The components of tissue engineering are cells, biological factors, and scaffolds as illustrated by the brown, yellow, and blue circles, respectively. These components can be used alone or in any possible combination. Determination of their mechanism of action and regulatory approval generally becomes increasingly complex and difficult with the number of components included. Figure by Koch and Berg.

Figure 2

Ideally, any scaffold is degraded at a rate optimum for allowing complete tissue regeneration and ultimately replaced entirely by the regenerated tissue. Survival of the transplanted cells and successful tissue integration relies on diffusion of biological factors through the scaffold. The scaffold-tissue transition phase might be associated with decreased mechanical strength and function, leading to treatment failure if the scaffold degrades faster than the tissue can regenerate. On the other hand, a slowly degrading scaffold might impair and, potentially, prevent proper tissue healing. These concepts should be considered when evaluating scaffold-based studies and the time point chosen for evaluation of treatment success.
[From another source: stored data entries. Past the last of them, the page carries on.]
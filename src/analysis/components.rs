//! Component tree construction

use crate::analysis::helper::AnalyzerHelper;
use crate::analysis::modules::ModuleRegistry;
use crate::core::{ScabbardError, ScabbardResult};
use crate::graph::DirectedGraph;
use crate::metadata::Declaration;
use crate::model::{Component, Module};
use scabbard_core::types::{ClassName, Type};
use std::collections::HashSet;
use std::rc::Rc;
use tracing::debug;

pub struct ComponentsAnalyzer<'h, 'a> {
    helper: &'h AnalyzerHelper<'a>,
}

impl<'h, 'a> ComponentsAnalyzer<'h, 'a> {
    pub fn new(helper: &'h AnalyzerHelper<'a>) -> Self {
        Self { helper }
    }

    /// Build every declared component with its implicit module resolved.
    ///
    /// The graph runs from each declared parent to the component; `None`
    /// stands for the synthetic root that parentless components hang off.
    pub fn analyze(&self, registry: &mut ModuleRegistry<'_, '_>) -> ScabbardResult<Vec<Component>> {
        let marker = &self.helper.config().markers.component;
        let classes = self.helper.metadata().types_annotated_with(marker);

        let mut graph: DirectedGraph<Option<ClassName>> = DirectedGraph::new();
        graph.add_vertex(None);
        for class in &classes {
            let parent = match class.annotation(marker) {
                Some(annotation) => annotation
                    .class_value("parent")?
                    .and_then(Type::raw_class)
                    .cloned(),
                None => None,
            };
            graph.add_edge(parent, Some(class.name.clone()));
        }

        let mut reported_cycles = HashSet::new();
        let mut components = Vec::with_capacity(classes.len());
        for class in classes {
            let vertex = Some(class.name.clone());
            let parent = graph.predecessors(&vertex).next().cloned().flatten();
            let subcomponents: Vec<ClassName> =
                graph.successors(&vertex).flatten().cloned().collect();

            let default_module = match registry.get_component_module(&class.name) {
                Ok(module) => module,
                Err(e @ ScabbardError::ModuleCycle { .. }) => {
                    let message = e.to_string();
                    if reported_cycles.insert(message.clone()) {
                        self.helper.reporter().report_error(message);
                    }
                    Rc::new(Module::new(class.name.clone()))
                }
                Err(e) => return Err(e),
            };

            debug!(
                "Component {} (parent: {}, {} subcomponent(s))",
                class.name,
                parent
                    .as_ref()
                    .map(ClassName::to_string)
                    .unwrap_or_else(|| "none".to_string()),
                subcomponents.len()
            );

            components.push(Component {
                component_type: class.name.clone(),
                parent,
                default_module,
                subcomponents,
            });
        }

        Ok(components)
    }
}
Figure by Koch and Berg.

Figure 3

Autologous osteochondral grafts are currently used in mosaic arthroplasty for selected focal cartilage defects in the horse. Incongruency between graft and native cartilage, as well as reduced biomechanical properties of the graft compared with native cartilage and bone, are the main limitations of the technique today. In the future, tissue engineering and stem cell-based therapies may help to negate these limitations. The asterisk (*) marks 1 of several autologous osteochondral grafts placed in the medial femoral condyle following harvest from the medial trochlear ridge of the same stifle joint. Image: Courtesy of Dr. Mark Hurtig, University of Guelph.